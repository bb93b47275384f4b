//! A module to build iCal files out of events

use chrono::{DateTime, Utc};
use ics::properties::{Description, DtStart, Summary};
use ics::{escape_text, ICalendar};

use crate::config::default_prod_id;
use crate::event::Event;

/// Create an iCal file that contains a single event
pub fn build_from(event: &Event, dtstamp: &DateTime<Utc>) -> String {
    build_calendar(std::iter::once(event), dtstamp)
}

/// Create an iCal file that contains every given event
pub fn build_calendar<'a, I>(events: I, dtstamp: &DateTime<Utc>) -> String
where
    I: IntoIterator<Item = &'a Event>,
{
    let prod_id = default_prod_id();
    let mut calendar = ICalendar::new("2.0", prod_id);

    let s_dtstamp = format_utc(dtstamp);
    for event in events {
        let mut vevent = ics::Event::new(event.id().to_string(), s_dtstamp.clone());
        // No timezone is attached: this is a "floating" local time
        vevent.push(DtStart::new(event.starts_at().format("%Y%m%dT%H%M%S").to_string()));
        vevent.push(Summary::new(escape_text(event.title().to_string())));
        if event.description().is_empty() == false {
            vevent.push(Description::new(escape_text(event.description().to_string())));
        }
        calendar.add_event(vevent);
    }

    calendar.to_string()
}

fn format_utc(dt: &DateTime<Utc>) -> String {
    dt.format("%Y%m%dT%H%M%SZ").to_string()
}


#[cfg(test)]
mod tests {
    use super::*;
    use chrono::{NaiveDate, TimeZone};
    use crate::event::{EventId, EventTime};

    fn event(id: &str, title: &str, description: &str) -> Event {
        Event::new(
            EventId::from(id),
            title.to_string(),
            NaiveDate::from_ymd_opt(2024, 3, 5).unwrap(),
            EventTime::from_hm(9, 30).unwrap(),
            description.to_string(),
        )
    }

    #[test]
    fn test_ical_from_event() {
        let now = Utc.with_ymd_and_hms(2024, 3, 1, 12, 0, 0).unwrap();
        let ev = event("0b2b1bd6-4e5e-4bcb-9d4b-ef2c1d6a1b3e", "Standup with ÜTF-8 characters", "");

        let ical = build_from(&ev, &now);
        assert!(ical.starts_with("BEGIN:VCALENDAR\r\nVERSION:2.0\r\n"));
        assert!(ical.contains(&format!("PRODID:{}\r\n", default_prod_id())));
        assert!(ical.contains("BEGIN:VEVENT\r\n"));
        assert!(ical.contains("UID:0b2b1bd6-4e5e-4bcb-9d4b-ef2c1d6a1b3e\r\n"));
        assert!(ical.contains("DTSTAMP:20240301T120000Z\r\n"));
        assert!(ical.contains("DTSTART:20240305T093000\r\n"));
        assert!(ical.contains("SUMMARY:Standup with ÜTF-8 characters\r\n"));
        assert!(ical.contains("DESCRIPTION") == false);
        assert!(ical.ends_with("END:VEVENT\r\nEND:VCALENDAR\r\n"));
    }

    #[test]
    fn test_ical_several_events() {
        let now = Utc.with_ymd_and_hms(2024, 3, 1, 12, 0, 0).unwrap();
        let events = vec![event("a", "First", "Bring coffee"), event("b", "Second", "")];

        let ical = build_calendar(&events, &now);
        assert_eq!(ical.matches("BEGIN:VEVENT").count(), 2);
        assert!(ical.contains("DESCRIPTION:Bring coffee\r\n"));
        assert_eq!(ical.matches("BEGIN:VCALENDAR").count(), 1);
    }
}
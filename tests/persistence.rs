//! Checks that what should survive a restart does survive it

use chrono::NaiveDate;

use desk_calendar::config::DARK_MODE_KEY;
use desk_calendar::controller::{CalendarApp, FixedClock};
use desk_calendar::preference::{PreferenceController, Theme};
use desk_calendar::storage::{FileStorage, KeyValueStorage};
use desk_calendar::store::EventStore;

fn today() -> NaiveDate {
    NaiveDate::from_ymd_opt(2024, 3, 1).unwrap()
}

#[test]
fn test_preference_survives_restart() {
    let _ = env_logger::builder().is_test(true).try_init();
    let dir = tempfile::tempdir().unwrap();

    // First session: no saved preference, system says dark
    let mut pref = PreferenceController::initialize(FileStorage::new(dir.path()), &true);
    assert_eq!(pref.theme(), Theme::Dark);
    assert_eq!(pref.toggle(), Theme::Light);

    // Second session: the saved preference wins over the system
    let pref = PreferenceController::initialize(FileStorage::new(dir.path()), &true);
    assert_eq!(pref.theme(), Theme::Light);
    assert_eq!(pref.storage().get(DARK_MODE_KEY).unwrap(), Some("false".to_string()));
}

#[test]
fn test_events_survive_restart() {
    let _ = env_logger::builder().is_test(true).try_init();
    let dir = tempfile::tempdir().unwrap();
    let events_path = dir.path().join("data").join("events.json");

    let id = {
        let pref = PreferenceController::initialize(FileStorage::new(dir.path()), &false);
        let mut app = CalendarApp::new(EventStore::new(), pref, Box::new(FixedClock(today())));
        app.click_day(12);
        app.set_title("Dentist");
        app.set_time("16:45").unwrap();
        app.set_description("Second floor");
        let id = app.submit_form().unwrap();
        app.store().save_to_file(&events_path).unwrap();
        id
    };

    let store = EventStore::from_file(&events_path).unwrap();
    let pref = PreferenceController::initialize(FileStorage::new(dir.path()), &false);
    let app = CalendarApp::new(store, pref, Box::new(FixedClock(today())));

    let event = app.store().get(&id).unwrap();
    assert_eq!(event.title(), "Dentist");
    assert_eq!(event.time().to_string(), "16:45");
    assert_eq!(event.description(), "Second floor");
    assert_eq!(app.view().day(12).unwrap().events[0].label, "16:45 - Dentist");
}

#[test]
fn test_corrupted_events_file() {
    let _ = env_logger::builder().is_test(true).try_init();
    let dir = tempfile::tempdir().unwrap();
    let path = dir.path().join("events.json");

    std::fs::write(&path, "{ not json").unwrap();
    assert!(EventStore::from_file(&path).is_err());

    let duplicated = r#"{"events":[
        {"id":"a","title":"One","date":"2024-03-01","time":"09:00","description":""},
        {"id":"a","title":"Two","date":"2024-03-02","time":"10:00","description":""}
    ]}"#;
    std::fs::write(&path, duplicated).unwrap();
    assert!(EventStore::from_file(&path).is_err());

    let untitled = r#"{"events":[
        {"id":"b","title":"  ","date":"2024-03-01","time":"09:00","description":""}
    ]}"#;
    std::fs::write(&path, untitled).unwrap();
    assert!(EventStore::from_file(&path).is_err());
}

#[test]
fn test_unreadable_events_file_is_not_overwritten() {
    let _ = env_logger::builder().is_test(true).try_init();
    let dir = tempfile::tempdir().unwrap();
    let path = dir.path().join("events.json");

    // Two events sharing an ID, e.g. after a bad manual edit
    let content = r#"{"events":[
        {"id":"a","title":"Mortgage signing","date":"2024-03-01","time":"09:00","description":""},
        {"id":"a","title":"Passport renewal","date":"2024-03-02","time":"10:00","description":""}
    ]}"#;
    std::fs::write(&path, content).unwrap();

    let store = EventStore::load_or_set_aside(&path).unwrap();
    let pref = PreferenceController::initialize(FileStorage::new(dir.path()), &false);
    let mut app = CalendarApp::new(store, pref, Box::new(FixedClock(today())));
    assert!(app.view().upcoming.is_empty());

    app.click_day(3);
    app.set_title("Groceries");
    app.submit_form().unwrap();
    app.store().save_to_file(&path).unwrap();

    let backup = std::fs::read_to_string(dir.path().join("events.json.bak")).unwrap();
    assert!(backup.contains("Mortgage signing"));
    assert!(backup.contains("Passport renewal"));
    assert_eq!(EventStore::from_file(&path).unwrap().len(), 1);
}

- [WORK REQUEST]: An exact copy of the listing is what's needed here.

- [OUTPUT OF THE EXERCISE]:
repository bb93b47275384f4b
//! A module to build iCal files out of events

use chrono::{DateTime, Utc};
use ics::properties::{Description, DtStart, Summary};
use ics::{escape_text, ICalendar};

use crate::config::default_prod_id;
use crate::event::Event;

/// Create an iCal file that contains a single event
pub fn build_from(event: &Event, dtstamp: &DateTime<Utc>) -> String {
    build_calendar(std::iter::once(event), dtstamp)
}

/// Create an iCal file that contains every given event
pub fn build_calendar<'a, I>(events: I, dtstamp: &DateTime<Utc>) -> String
where
    I: IntoIterator<Item = &'a Event>,
{
    let prod_id = default_prod_id();
    let mut calendar = ICalendar::new("2.0", prod_id);

    let s_dtstamp = format_utc(dtstamp);
    for event in events {
        let mut vevent = ics::Event::new(event.id().to_string(), s_dtstamp.clone());
        // No timezone is attached: this is a "floating" local time
        vevent.push(DtStart::new(event.starts_at().format("%Y%m%dT%H%M%S").to_string()));
        vevent.push(Summary::new(escape_text(event.title().to_string())));
        if event.description().is_empty() == false {
            vevent.push(Description::new(escape_text(event.description().to_string())));
        }
        calendar.add_event(vevent);
    }

    calendar.to_string()
}

fn format_utc(dt: &DateTime<Utc>) -> String {
    dt.format("%Y%m%dT%H%M%SZ").to_string()
}


#[cfg(test)]
mod tests {
    use super::*;
    use chrono::{NaiveDate, TimeZone};
    use crate::event::{EventId, EventTime};

    fn event(id: &str, title: &str, description: &str) -> Event {
        Event::new(
            EventId::from(id),
            title.to_string(),
            NaiveDate::from_ymd_opt(2024, 3, 5).unwrap(),
            EventTime::from_hm(9, 30).unwrap(),
            description.to_string(),
        )
    }

    #[test]
    fn test_ical_from_event() {
        let now = Utc.with_ymd_and_hms(2024, 3, 1, 12, 0, 0).unwrap();
        let ev = event("0b2b1bd6-4e5e-4bcb-9d4b-ef2c1d6a1b3e", "Standup with ÜTF-8 characters", "");

        let ical = build_from(&ev, &now);
        assert!(ical.starts_with("BEGIN:VCALENDAR\r\nVERSION:2.0\r\n"));
        assert!(ical.contains(&format!("PRODID:{}\r\n", default_prod_id())));
        assert!(ical.contains("BEGIN:VEVENT\r\n"));
        assert!(ical.contains("UID:0b2b1bd6-4e5e-4bcb-9d4b-ef2c1d6a1b3e\r\n"));
        assert!(ical.contains("DTSTAMP:20240301T120000Z\r\n"));
        assert!(ical.contains("DTSTART:20240305T093000\r\n"));
        assert!(ical.contains("SUMMARY:Standup with ÜTF-8 characters\r\n"));
        assert!(ical.contains("DESCRIPTION") == false);
        assert!(ical.ends_with("END:VEVENT\r\nEND:VCALENDAR\r\n"));
    }

    #[test]
    fn test_ical_several_events() {
        let now = Utc.with_ymd_and_hms(2024, 3, 1, 12, 0, 0).unwrap();
        let events = vec![event("a", "First", "Bring coffee"), event("b", "Second", "")];

        let ical = build_calendar(&events, &now);
        assert_eq!(ical.matches("BEGIN:VEVENT").count(), 2);
        assert!(ical.contains("DESCRIPTION:Bring coffee\r\n"));
        assert_eq!(ical.matches("BEGIN:VCALENDAR").count(), 1);
    }
}
filename tests/persistence.rs
//! Checks that what should survive a restart does survive it

use chrono::NaiveDate;

use desk_calendar::config::DARK_MODE_KEY;
use desk_calendar::controller::{CalendarApp, FixedClock};
use desk_calendar::preference::{PreferenceController, Theme};
use desk_calendar::storage::{FileStorage, KeyValueStorage};
use desk_calendar::store::EventStore;

fn today() -> NaiveDate {
    NaiveDate::from_ymd_opt(2024, 3, 1).unwrap()
}

#[test]
fn test_preference_survives_restart() {
    let _ = env_logger::builder().is_test(true).try_init();
    let dir = tempfile::tempdir().unwrap();

    // First session: no saved preference, system says dark
    let mut pref = PreferenceController::initialize(FileStorage::new(dir.path()), &true);
    assert_eq!(pref.theme(), Theme::Dark);
    assert_eq!(pref.toggle(), Theme::Light);

    // Second session: the saved preference wins over the system
    let pref = PreferenceController::initialize(FileStorage::new(dir.path()), &true);
    assert_eq!(pref.theme(), Theme::Light);
    assert_eq!(pref.storage().get(DARK_MODE_KEY).unwrap(), Some("false".to_string()));
}

#[test]
fn test_events_survive_restart() {
    let _ = env_logger::builder().is_test(true).try_init();
    let dir = tempfile::tempdir().unwrap();
    let events_path = dir.path().join("data").join("events.json");

    let id = {
        let pref = PreferenceController::initialize(FileStorage::new(dir.path()), &false);
        let mut app = CalendarApp::new(EventStore::new(), pref, Box::new(FixedClock(today())));
        app.click_day(12);
        app.set_title("Dentist");
        app.set_time("16:45").unwrap();
        app.set_description("Second floor");
        let id = app.submit_form().unwrap();
        app.store().save_to_file(&events_path).unwrap();
        id
    };

    let store = EventStore::from_file(&events_path).unwrap();
    let pref = PreferenceController::initialize(FileStorage::new(dir.path()), &false);
    let app = CalendarApp::new(store, pref, Box::new(FixedClock(today())));

    let event = app.store().get(&id).unwrap();
    assert_eq!(event.title(), "Dentist");
    assert_eq!(event.time().to_string(), "16:45");
    assert_eq!(event.description(), "Second floor");
    assert_eq!(app.view().day(12).unwrap().events[0].label, "16:45 - Dentist");
}

#[test]
fn test_corrupted_events_file() {
    let _ = env_logger::builder().is_test(true).try_init();
    let dir = tempfile::tempdir().unwrap();
    let path = dir.path().join("events.json");

    std::fs::write(&path, "{ not json").unwrap();
    assert!(EventStore::from_file(&path).is_err());

    let duplicated = r#"{"events":[
        {"id":"a","title":"One","date":"2024-03-01","time":"09:00","description":""},
        {"id":"a","title":"Two","date":"2024-03-02","time":"10:00","description":""}
    ]}"#;
    std::fs::write(&path, duplicated).unwrap();
    assert!(EventStore::from_file(&path).is_err());

    let untitled = r#"{"events":[
        {"id":"b","title":"  ","date":"2024-03-01","time":"09:00","description":""}
    ]}"#;
    std::fs::write(&path, untitled).unwrap();
    assert!(EventStore::from_file(&path).is_err());
}

#[test]
fn test_unreadable_events_file_is_not_overwritten() {
    let _ = env_logger::builder().is_test(true).try_init();
    let dir = tempfile::tempdir().unwrap();
    let path = dir.path().join("events.json");

    // Two events sharing an ID, e.g. after a bad manual edit
    let content = r#"{"events":[
        {"id":"a","title":"Mortgage signing","date":"2024-03-01","time":"09:00","description":""},
        {"id":"a","title":"Passport renewal","date":"2024-03-02","time":"10:00","description":""}
    ]}"#;
    std::fs::write(&path, content).unwrap();

    let store = EventStore::load_or_set_aside(&path).unwrap();
    let pref = PreferenceController::initialize(FileStorage::new(dir.path()), &false);
    let mut app = CalendarApp::new(store, pref, Box::new(FixedClock(today())));
    assert!(app.view().upcoming.is_empty());

    app.click_day(3);
    app.set_title("Groceries");
    app.submit_form().unwrap();
    app.store().save_to_file(&path).unwrap();

    let backup = std::fs::read_to_string(dir.path().join("events.json.bak")).unwrap();
    assert!(backup.contains("Mortgage signing"));
    assert!(backup.contains("Passport renewal"));
    assert_eq!(EventStore::from_file(&path).unwrap().len(), 1);
}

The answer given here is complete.